Chapter 34 Violet #2

“But Preston said that’s impossible,” Dahlia interjects, then bites her lower lip. “Sorry, Vi. I told Jude and Kane that Preston lost his cool about the bracelet and seemed to have come to a realization.”

“He did.” Lawrence’s voice is cool and collected but has an underlying tension. “I believe I’m coming to the same realization.”

He’s watching me closely, his eyes skimming over my face the same way Preston’s did that first time I met him and he did an imaginary interview.

Ever since then, Preston’s been treating me warmly, completely negating the rumors that he’s malicious and never stays in anyone’s company for more than a few days. That, aside from Jude and Kane, he distrusts and downright loathes everyone else.

That hasn’t been my experience.

If anything, he’s been so welcoming and has always made me laugh and tried to cheer me up. He made my move to Graystone Ridge such a breeze, as if I was always meant to be here and restart my life.
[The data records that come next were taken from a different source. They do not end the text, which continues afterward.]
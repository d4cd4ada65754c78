use serde::{Deserialize, Serialize};

fn default_collection() -> String {
    "docs".to_owned()
}

fn default_n_results() -> usize {
    5
}

fn default_temperature() -> f32 {
    0.7
}

fn default_max_tokens() -> u32 {
    1000
}

#[derive(Debug, Clone, Serialize, Deserialize)]
pub struct HealthResponse {
    pub status: String,
    pub service: String,
}

#[derive(Debug, Clone, Serialize, Deserialize)]
pub struct InsertDocumentsRequest {
    pub documents: Vec<String>,
    pub metadatas: Vec<serde_json::Value>,
    pub ids: Vec<String>,
    #[serde(default = "default_collection")]
    pub collection_name: String,
    #[serde(default, skip_serializing_if = "Option::is_none")]
    pub embedding_model: Option<String>,
    #[serde(default, skip_serializing_if = "Option::is_none")]
    pub db_dir: Option<String>,
}

#[derive(Debug, Clone, Serialize, Deserialize)]
pub struct InsertDocumentsResponse {
    pub success: bool,
    pub message: String,
    pub count: usize,
}

#[derive(Debug, Clone, Serialize, Deserialize)]
pub struct RetrieveRequest {
    pub query: String,
    #[serde(default = "default_n_results")]
    pub n_results: usize,
    #[serde(default = "default_collection")]
    pub collection_name: String,
}

#[derive(Debug, Clone, Serialize, Deserialize)]
pub struct RetrievedChunk {
    pub id: String,
    pub document: String,
    pub metadata: serde_json::Value,
    #[serde(skip_serializing_if = "Option::is_none")]
    pub distance: Option<f64>,
}

#[derive(Debug, Clone, Serialize, Deserialize)]
pub struct RetrieveResponse {
    pub context: String,
    pub chunks: Vec<RetrievedChunk>,
}

#[derive(Debug, Clone, Serialize, Deserialize)]
pub struct GenerateRequest {
    pub prompt: String,
    #[serde(default, skip_serializing_if = "Option::is_none")]
    pub system_prompt: Option<String>,
    #[serde(default = "default_temperature")]
    pub temperature: f32,
    #[serde(default = "default_max_tokens")]
    pub max_tokens: u32,
}

#[derive(Debug, Clone, Serialize, Deserialize)]
pub struct GenerateResponse {
    pub text: String,
}

#[derive(Debug, Clone, Serialize, Deserialize)]
pub struct RagQueryRequest {
    pub query: String,
    #[serde(default = "default_n_results")]
    pub n_results: usize,
    #[serde(default = "default_collection")]
    pub collection_name: String,
    #[serde(default = "default_temperature")]
    pub temperature: f32,
    #[serde(default = "default_max_tokens")]
    pub max_tokens: u32,
}

/// `answer` is absent when the generation collaborator failed; the retrieved
/// context is still returned so the caller gets a degraded-but-useful reply.
#[derive(Debug, Clone, Serialize, Deserialize)]
pub struct RagQueryResponse {
    #[serde(skip_serializing_if = "Option::is_none")]
    pub answer: Option<String>,
    pub context: String,
    #[serde(skip_serializing_if = "Option::is_none")]
    pub generation_error: Option<String>,
}

#[derive(Debug, Clone, Serialize, Deserialize)]
pub struct ErrorResponse {
    pub detail: String,
}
And all he got in return was being shot on my behalf.

Just like Mama said, I’m bound to hurt everyone who gets close.

“Do you mind if I keep this?” Lawrence strokes the bloodied bracelet.

“Not at all.”

“Can you also do me a favor and not discuss any of this with outsiders?” He pauses. “I believe it’ll help me pin down the culprit who put a bullet in my son.”

“Absolutely,” I say.

“Okay,” Dahlia says, sounding suspicious. “But can you tell Vi why her mother had your father’s important bracelet?”
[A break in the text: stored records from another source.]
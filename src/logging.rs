use anyhow::Context as _;

/// Fallback filter when `RUST_LOG` is unset: crawl runs make many HTTP
/// requests, so the client internals stay at warn.
const DEFAULT_FILTER: &str = "info,hyper=warn,reqwest=warn";

pub fn init() -> anyhow::Result<()> {
    let filter = tracing_subscriber::EnvFilter::try_from_default_env()
        .or_else(|_| tracing_subscriber::EnvFilter::try_new(DEFAULT_FILTER))
        .context("build log filter")?;

    tracing_subscriber::fmt()
        .with_env_filter(filter)
        .with_target(false)
        .with_writer(std::io::stderr)
        .try_init()
        .map_err(|err| anyhow::anyhow!("initialize tracing subscriber: {err}"))?;

    Ok(())
}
“I need to verify a few things first. I’ll ask for your cooperation in due time.” His gaze flits to Jude, who’s still trying to fight Marcus as a couple of men pull them apart. “From the little research I’ve managed to gather, you were Julian’s test subject?”

My spine jerks. Julian is the last person I want to talk about right now, but I still nod. “Yes.”

His lips purse, but he sets them back in a disinterested line.

I’m about to ask what that has to do with anything, but the door of the operating room area slides open.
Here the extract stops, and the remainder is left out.